[[ DATASET RECORDS open ]]
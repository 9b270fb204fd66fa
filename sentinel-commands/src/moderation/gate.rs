use std::fmt;
use std::future::Future;

use poise::serenity_prelude as serenity;

use sentinel_store::{Feature, FeatureFlags};
use sentinel_utils::formatting::truncate_chars;
use sentinel_utils::permissions::MemberAuthority;

pub const DEFAULT_BAN_REASON: &str = "Unspecified";
/// Discord rejects audit log reasons longer than this.
pub const AUDIT_REASON_MAX_CHARS: usize = 512;
pub const BAN_DELETE_MESSAGE_DAYS: u8 = 1;

/// Everything the gate needs to know about one ban attempt.
#[derive(Clone, Debug)]
pub struct BanRequest {
    pub actor_id: u64,
    pub actor_tag: String,
    pub target_id: u64,
    /// The bot's own user id.
    pub service_id: u64,
    pub reason: String,
}

impl BanRequest {
    /// Audit log annotation: the reason followed by who issued the ban.
    pub fn audit_reason(&self) -> String {
        let full = format!(
            "{} | Banned by: {} | ID: {}",
            self.reason, self.actor_tag, self.actor_id
        );
        truncate_chars(&full, AUDIT_REASON_MAX_CHARS).to_owned()
    }
}

/// Why a ban was refused before anything was sent to Discord.
#[derive(Clone, Copy, Debug, PartialEq, Eq)]
pub enum BanDenial {
    FeatureDisabled,
    ActorMissingPermission,
    ServiceMissingPermission,
    SelfTarget,
    ServiceTarget,
    InsufficientAuthority,
    ServiceInsufficientAuthority,
}

impl BanDenial {
    pub fn message(self) -> &'static str {
        match self {
            BanDenial::FeatureDisabled => "The ban system is disabled for this server.",
            BanDenial::ActorMissingPermission => "You don't have permission to ban members.",
            BanDenial::ServiceMissingPermission => "I don't have permission to ban members.",
            BanDenial::SelfTarget => "You can't ban yourself.",
            BanDenial::ServiceTarget => "I can't ban myself.",
            BanDenial::InsufficientAuthority => {
                "You can't ban someone whose highest role is equal to or above yours."
            }
            BanDenial::ServiceInsufficientAuthority => {
                "I can't ban someone whose highest role is equal to or above mine."
            }
        }
    }
}

/// Outcome of the best-effort notice sent to the target before the ban.
#[derive(Clone, Copy, Debug, PartialEq, Eq)]
pub enum Notification {
    Delivered,
    /// Discord refused delivery, typically because the target closed their DMs.
    Undeliverable,
    /// The attempt failed for some other reason.
    Unknown,
    /// DM notifications are turned off for the guild.
    Skipped,
}

#[derive(Clone, Copy, Debug, PartialEq, Eq)]
pub struct BanReport {
    pub notification: Notification,
}

#[derive(Debug)]
pub enum BanError {
    Denied(BanDenial),
    /// A member or guild lookup needed for the checks failed.
    Lookup(anyhow::Error),
    /// Every check passed but the ban request itself failed.
    Removal(anyhow::Error),
}

impl fmt::Display for BanError {
    fn fmt(&self, f: &mut fmt::Formatter<'_>) -> fmt::Result {
        match self {
            BanError::Denied(denial) => f.write_str(denial.message()),
            BanError::Lookup(source) => write!(f, "member lookup failed: {source}"),
            BanError::Removal(source) => write!(f, "ban request failed: {source}"),
        }
    }
}

/// Side of the ban pipeline that talks to the platform.
pub trait BanBackend {
    fn authority(&self, user_id: u64)
    -> impl Future<Output = anyhow::Result<MemberAuthority>> + Send;

    fn notify_target(&self, request: &BanRequest) -> impl Future<Output = Notification> + Send;

    fn remove_target(
        &self,
        request: &BanRequest,
        audit_reason: &str,
    ) -> impl Future<Output = anyhow::Result<()>> + Send;
}

/// Run every check in order, stopping at the first failure, then notify the
/// target and ban. Nothing is retried.
pub async fn run_ban<B>(
    flags: &FeatureFlags,
    request: &BanRequest,
    backend: &B,
) -> Result<BanReport, BanError>
where
    B: BanBackend,
{
    if !flags.is_enabled(Feature::BanFunction) {
        return Err(BanError::Denied(BanDenial::FeatureDisabled));
    }

    let actor = backend
        .authority(request.actor_id)
        .await
        .map_err(BanError::Lookup)?;
    if !actor.has(serenity::Permissions::BAN_MEMBERS) {
        return Err(BanError::Denied(BanDenial::ActorMissingPermission));
    }

    let service = backend
        .authority(request.service_id)
        .await
        .map_err(BanError::Lookup)?;
    if !service.has(serenity::Permissions::BAN_MEMBERS) {
        return Err(BanError::Denied(BanDenial::ServiceMissingPermission));
    }

    if request.target_id == request.actor_id {
        return Err(BanError::Denied(BanDenial::SelfTarget));
    }
    if request.target_id == request.service_id {
        return Err(BanError::Denied(BanDenial::ServiceTarget));
    }

    let target = backend
        .authority(request.target_id)
        .await
        .map_err(BanError::Lookup)?;
    if target.rank >= actor.rank {
        return Err(BanError::Denied(BanDenial::InsufficientAuthority));
    }
    if target.rank >= service.rank {
        return Err(BanError::Denied(BanDenial::ServiceInsufficientAuthority));
    }

    let notification = if flags.is_enabled(Feature::DmNotifications) {
        backend.notify_target(request).await
    } else {
        Notification::Skipped
    };

    backend
        .remove_target(request, &request.audit_reason())
        .await
        .map_err(BanError::Removal)?;

    Ok(BanReport { notification })
}
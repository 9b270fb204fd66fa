pub mod ban;
pub(crate) mod embeds;
pub mod gate;

pub use ban::ban;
[[ DATASET RECORDS closed ]]
Look through the entries and return every line where "String" appears.

    pub actor_tag: String,
    pub reason: String,
    pub fn audit_reason(&self) -> String {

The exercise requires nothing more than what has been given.